Have You Planned Your Heart Attack? is not the next optimistic, self-help, heart disease reversal, low carb, cure-all approach to health. Believing that prevention is better than cure, it presents a proactive approach to cardiac disease prevention. It is the first-of-its-kind, offering a balanced and referenced discussion of coronary risk assessment using modern technology.
Taking a picture of the coronary arteries using CT to see the health of the arteries is not new; it just isn’t being done routinely. Yet, by using these advances you can be ahead of the game about your own cardiovascular health. Wouldn’t you want to know, rather than guess, if the single biggest killer in the Western world was lurking inside of you?
We all know friends and family members who have suffered a heart attack, who live with angina or endure shortness of breath. A disease has developed. This book explores how we might be able to prevent the disease, especially a heart attack, from occurring in the first place.
Treatment for risk, prior to an event, is primary prevention – the focus of Have You Planned Your Heart Attack?.

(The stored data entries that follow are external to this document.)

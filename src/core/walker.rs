use crate::core::error::SyncError;
use crate::core::listing::{parse_listing, Entry};
use crate::transport::{join_remote, Transport};
use futures::future::{BoxFuture, FutureExt};
use serde::{Deserialize, Serialize};
use tracing::{debug, info, warn};

/// 递归列表中的一项：相对于遍历起点的路径 + 条目本身
#[derive(Debug, Clone, Serialize, Deserialize, PartialEq, Eq)]
#[serde(rename_all = "camelCase")]
pub struct ListedEntry {
    pub path: String,
    #[serde(flatten)]
    pub entry: Entry,
}

/// 一次递归遍历的结果
#[derive(Debug, Default)]
pub struct WalkOutcome {
    /// 深度优先先序排列的条目
    pub entries: Vec<ListedEntry>,
    /// 无法列出的子目录（相对路径）
    pub unreadable: Vec<String>,
}

/// 远程目录树遍历器
pub struct DirectoryWalker<'a> {
    transport: &'a dyn Transport,
    max_depth: usize,
}

impl<'a> DirectoryWalker<'a> {
    pub fn new(transport: &'a dyn Transport, max_depth: usize) -> Self {
        Self {
            transport,
            max_depth,
        }
    }

    /// 深度优先列出整棵子树
    ///
    /// 起点本身无法列出时返回错误；某个子目录失败只会让该分支没有后代，
    /// 兄弟和祖先目录继续遍历。
    pub async fn walk(&self, path: &str) -> Result<WalkOutcome, SyncError> {
        info!("开始遍历: {} ({})", path, self.transport.name());

        let mut outcome = WalkOutcome::default();
        let entries = self.list(path).await?;
        self.descend(path, "", entries, 1, &mut outcome).await;

        info!(
            "遍历完成: {} 个条目, {} 个目录无法读取",
            outcome.entries.len(),
            outcome.unreadable.len()
        );
        Ok(outcome)
    }

    async fn list(&self, path: &str) -> Result<Vec<Entry>, SyncError> {
        let raw = self.transport.list_details(path).await?;
        parse_listing(&raw)
    }

    fn descend<'b>(
        &'b self,
        remote: &'b str,
        relative: &'b str,
        entries: Vec<Entry>,
        depth: usize,
        outcome: &'b mut WalkOutcome,
    ) -> BoxFuture<'b, ()> {
        async move {
            for entry in entries {
                let child_relative = join_remote(relative, &entry.name);
                let is_dir = entry.is_dir();
                let name = entry.name.clone();

                outcome.entries.push(ListedEntry {
                    path: child_relative.clone(),
                    entry,
                });

                if !is_dir {
                    continue;
                }

                let child_remote = join_remote(remote, &name);
                match self.list_child(&child_remote, depth).await {
                    Ok(children) => {
                        self.descend(&child_remote, &child_relative, children, depth + 1, outcome)
                            .await;
                    }
                    Err(e) => {
                        warn!("无法列出子目录 {}: {}", child_remote, e);
                        outcome.unreadable.push(child_relative);
                    }
                }
            }
        }
        .boxed()
    }

    async fn list_child(&self, path: &str, depth: usize) -> Result<Vec<Entry>, SyncError> {
        if depth > self.max_depth {
            return Err(SyncError::Domain(format!(
                "超过最大递归深度 {}: {}",
                self.max_depth, path
            )));
        }
        debug!("列出子目录: {}", path);
        self.list(path).await
    }
}
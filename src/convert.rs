//! The conversion seam and the bundled vision-model converter.
//!
//! The CLIs only know [`MarkdownConverter`]: hand it a
//! [`ConversionRequest`], get Markdown back or an error. [`VisionConverter`]
//! is the implementation shipped with the crate:
//!
//! ```text
//! validate ──▶ page count ──▶ for each batch:
//!                               render ──▶ encode ──▶ model (≤ max_workers) ──▶ clean
//!                             ──▶ assemble in page order
//! ```

use crate::config::{ConversionConfig, ConversionRequest};
use crate::error::{PageError, PaperShiftError};
use crate::openrouter::{openrouter_provider, ProviderModel, VisionModel};
use crate::output::{ConversionOutput, ConversionStats, PageResult};
use crate::pipeline::{encode, input, llm, postprocess, render};
use async_trait::async_trait;
use futures::stream::{self, StreamExt};
use std::path::Path;
use std::sync::Arc;
use std::time::Instant;
use tracing::{debug, info, warn};

/// Turns a PDF into Markdown.
#[async_trait]
pub trait MarkdownConverter: Send + Sync {
    async fn convert(&self, request: &ConversionRequest) -> Result<String, PaperShiftError>;
}

/// Convert with the bundled [`VisionConverter`] talking to OpenRouter.
///
/// ```rust,no_run
/// use papershift::{convert_pdf_to_markdown, ApiKey, ConversionRequest};
///
/// # #[tokio::main]
/// # async fn main() -> Result<(), Box<dyn std::error::Error>> {
/// let key = ApiKey::new(std::env::var("OPENROUTER_API_KEY")?).expect("non-empty key");
/// let markdown = convert_pdf_to_markdown(&ConversionRequest::new("paper.pdf", key)).await?;
/// println!("{markdown}");
/// # Ok(())
/// # }
/// ```
pub async fn convert_pdf_to_markdown(request: &ConversionRequest) -> Result<String, PaperShiftError> {
    OpenRouterConverter.convert(request).await
}

/// [`MarkdownConverter`] over `config.provider` when one is set, otherwise
/// an OpenRouter provider keyed with the request's credential.
#[derive(Debug, Default, Clone, Copy)]
pub struct OpenRouterConverter;

#[async_trait]
impl MarkdownConverter for OpenRouterConverter {
    async fn convert(&self, request: &ConversionRequest) -> Result<String, PaperShiftError> {
        if let Some(ref dir) = request.output_dir {
            debug!("Output directory for this run: {}", dir.display());
        }
        let provider = match request.config.provider {
            Some(ref provider) => Arc::clone(provider),
            None => openrouter_provider(&request.api_key, &request.config),
        };
        debug!("Using {} provider, model {}", provider.name(), provider.model());
        let model = ProviderModel::new(provider, &request.config);
        VisionConverter::new(model).convert(request).await
    }
}

/// Renders pages with pdfium and transcribes them with a [`VisionModel`].
pub struct VisionConverter<M> {
    model: Arc<M>,
}

impl<M: VisionModel + 'static> VisionConverter<M> {
    pub fn new(model: M) -> Self {
        Self {
            model: Arc::new(model),
        }
    }

    /// Convert a whole document, returning per-page detail and stats.
    ///
    /// Pages that fail after retries are left out of the Markdown and
    /// reported in `pages`; the call fails only if no page succeeds.
    pub async fn convert_document(
        &self,
        pdf_path: &Path,
        config: &ConversionConfig,
    ) -> Result<ConversionOutput, PaperShiftError> {
        let total_start = Instant::now();
        info!("Starting conversion: {}", pdf_path.display());

        input::validate_pdf(pdf_path)?;

        let total_pages = render::page_count(pdf_path, config).await?;
        if total_pages == 0 {
            return Err(PaperShiftError::EmptyDocument {
                path: pdf_path.to_path_buf(),
            });
        }

        let batches = batch_indices(total_pages, config.batch_size);
        info!(
            "{} pages in {} batches of up to {}",
            total_pages,
            batches.len(),
            config.batch_size
        );

        if let Some(ref cb) = config.progress_callback {
            cb.on_conversion_start(total_pages);
        }

        let mut pages: Vec<PageResult> = Vec::with_capacity(total_pages);
        for (n, batch) in batches.iter().enumerate() {
            if let Some(ref cb) = config.progress_callback {
                cb.on_batch_start(n + 1, batches.len(), batch.len());
            }
            debug!("Batch {}/{}: pages {:?}", n + 1, batches.len(), batch);

            let rendered = render::render_batch(pdf_path, config, batch)
                .await
                .map_err(|e| abort(config, e))?;
            let results = self.process_batch(rendered, total_pages, config).await;
            pages.extend(results);
        }

        let output = summarise(pages, total_pages, batches.len(), config, total_start)?;
        info!(
            "Conversion complete: {}/{} pages, {}ms total",
            output.stats.processed_pages, total_pages, output.stats.total_duration_ms
        );
        Ok(output)
    }

    /// Encode and transcribe one rendered batch, at most `max_workers`
    /// model calls in flight.
    async fn process_batch(
        &self,
        rendered: Vec<(usize, image::DynamicImage)>,
        total_pages: usize,
        config: &ConversionConfig,
    ) -> Vec<PageResult> {
        stream::iter(rendered.into_iter().map(|(idx, img)| {
            let model = Arc::clone(&self.model);
            async move {
                let page_num = idx + 1;
                if let Some(ref cb) = config.progress_callback {
                    cb.on_page_start(page_num, total_pages);
                }

                let encoded = encode::encode_page(&img, config.fast_mode);
                drop(img);

                let mut result = match encoded {
                    Ok(encoded) => llm::process_page(model.as_ref(), page_num, &encoded, config).await,
                    Err(e) => encode_failure(page_num, &e),
                };

                match result.error {
                    None => {
                        result.markdown = postprocess::clean_markdown(&result.markdown);
                        if let Some(ref cb) = config.progress_callback {
                            cb.on_page_complete(page_num, total_pages, result.markdown.len());
                        }
                    }
                    Some(ref e) => {
                        warn!("Skipping page {}: {}", page_num, e);
                        if let Some(ref cb) = config.progress_callback {
                            cb.on_page_error(page_num, total_pages, &e.to_string());
                        }
                    }
                }
                result
            }
        }))
        .buffer_unordered(config.max_workers)
        .collect()
        .await
    }
}

#[async_trait]
impl<M: VisionModel + 'static> MarkdownConverter for VisionConverter<M> {
    async fn convert(&self, request: &ConversionRequest) -> Result<String, PaperShiftError> {
        let output = self
            .convert_document(request.pdf_path(), &request.config)
            .await?;
        Ok(output.markdown)
    }
}

/// Report an abort to the progress callback and hand the error back.
fn abort(config: &ConversionConfig, err: PaperShiftError) -> PaperShiftError {
    if let Some(ref cb) = config.progress_callback {
        cb.on_conversion_aborted(&err.to_string());
    }
    err
}

/// Order page results, report completion, and build the document output.
///
/// Fails with `AllPagesFailed` when no page succeeded.
fn summarise(
    mut pages: Vec<PageResult>,
    total_pages: usize,
    batches: usize,
    config: &ConversionConfig,
    started: Instant,
) -> Result<ConversionOutput, PaperShiftError> {
    pages.sort_by_key(|p| p.page_num);

    let processed = pages.iter().filter(|p| p.is_success()).count();
    let failed = pages.len() - processed;

    if let Some(ref cb) = config.progress_callback {
        cb.on_conversion_complete(total_pages, processed);
    }

    if processed == 0 {
        let first_error = pages
            .iter()
            .find_map(|p| p.error.as_ref())
            .map(|e| e.to_string())
            .unwrap_or_else(|| "Unknown error".to_string());
        return Err(PaperShiftError::AllPagesFailed {
            total: pages.len(),
            retries: config.max_retries,
            first_error,
        });
    }

    let stats = ConversionStats {
        total_pages,
        processed_pages: processed,
        failed_pages: failed,
        batches,
        total_input_tokens: pages.iter().map(|p| p.input_tokens as u64).sum(),
        total_output_tokens: pages.iter().map(|p| p.output_tokens as u64).sum(),
        total_duration_ms: started.elapsed().as_millis() as u64,
    };

    Ok(ConversionOutput {
        markdown: assemble_markdown(&pages),
        pages,
        stats,
    })
}

fn encode_failure(page_num: usize, e: &image::ImageError) -> PageResult {
    PageResult {
        page_num,
        markdown: String::new(),
        input_tokens: 0,
        output_tokens: 0,
        duration_ms: 0,
        retries: 0,
        error: Some(PageError::EncodeFailed {
            page: page_num,
            detail: e.to_string(),
        }),
    }
}

/// Split `0..total_pages` into consecutive chunks of `batch_size`.
pub fn batch_indices(total_pages: usize, batch_size: usize) -> Vec<Vec<usize>> {
    let indices: Vec<usize> = (0..total_pages).collect();
    indices
        .chunks(batch_size.max(1))
        .map(<[usize]>::to_vec)
        .collect()
}

/// Join successful pages with one blank line, in page order.
fn assemble_markdown(pages: &[PageResult]) -> String {
    pages
        .iter()
        .filter(|p| p.is_success() && !p.markdown.trim().is_empty())
        .map(|p| p.markdown.trim_end())
        .collect::<Vec<_>>()
        .join("\n\n")
        + "\n"
}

Until recent times, primary prevention largely involved treatment of the unknown. Historically, risk assessment has been based on a number of factors observed in a population (or number of people). This observational data includes increasing age, being male, increased blood pressure and smoking. Now, today’s technology also allows us to look at the health of an individual’s coronary arteries in exquisite detail.
The use of CT imaging, before the onset of a problem, is a paradigm shift in the conventional management of heart disease.
Although formalised guidelines or recommendations do not exist for some of the issues covered in the book, a logical and systematic approach based on the science that is available today allows us to looking more broadly at our understanding, and application, of preventative cardiology.
Image information, combined with the information gained from the historically-used traditional risk factors, allow specialists, general practitioners and patients to be ahead of the development of coronary artery disease so that measures to reduce risk can be implemented. Although cardiac CT imaging has been readily available for the past five to 10 years, it has not been broadly taken up.
The hope from this book is to begin a conversation which ultimately increases utilisation of cardiac CT imaging, in combination with other risk factor evaluation, to improve primary prevention for coronary artery disease. Its vision is that imaging will be incorporated into a more holistic approach, thus improving the way we deal with the potential risk many individuals carry in regard to coronary artery disease. As this technology becomes more familiar to the community, then its use could be at the coalface for general practitioners who are, by virtue of their position in providing medical care, the custodians of preventative medicine.
As we are comfortable with mammography, pap smears, measuring cholesterol levels and blood sugar levels, could we see cardiac CT imaging as one of the tools available for widespread implementation in public policy?
For change to occur, we need conversation followed by action. The information offered throughout this book is accompanied by an invitation to be part of that conversation. Criticism and controversy are healthy parts of vigorous conversation, as too, are vision, passion and an enthusiasm for possibility. If this book starts such conversation that opens doors to further evaluation, and discussion – and along the way improves medicine and saves lives – then that is a good start.
Over de auteur
Dr Warrick Bishop MBBS, FRACP, Cardiologist
Dr Warrick Bishop graduated from the University of Tasmania, School of Medicine in 1988 and has worked extensively in Northern Territory and South Australia and Tasmania. He completed advanced training in cardiology in Hobart, Tasmania, becoming a fellow of the Royal Australian College of Physicians in 1997.
Warrick has worked predominately in private practise combined with public sessions. Identifying a need to develop techniques in preventative cardiology, Warrick became the first cardiologist in Tasmania to be trained in CT Cardiac Coronary Angiography. He is a member of the Australian Atherosclerosis Society, and a participant on the panel of ‘interested parties’ to develop a model of care and national registry for Familial Hypercholesterolaemia.
Warrick has also developed a particular interest in diabetic related risk of coronary artery disease, specifically related to eating guidelines and lipid profiles. He is a recognised examiner for the Royal Australian College of Physicians and is regularly involved with teaching of medical students and junior doctors.
Warrick is currently a member of the Clinical Issues Committee of the Australian Heart Foundation, providing input into issues of significance for the management of heart patients.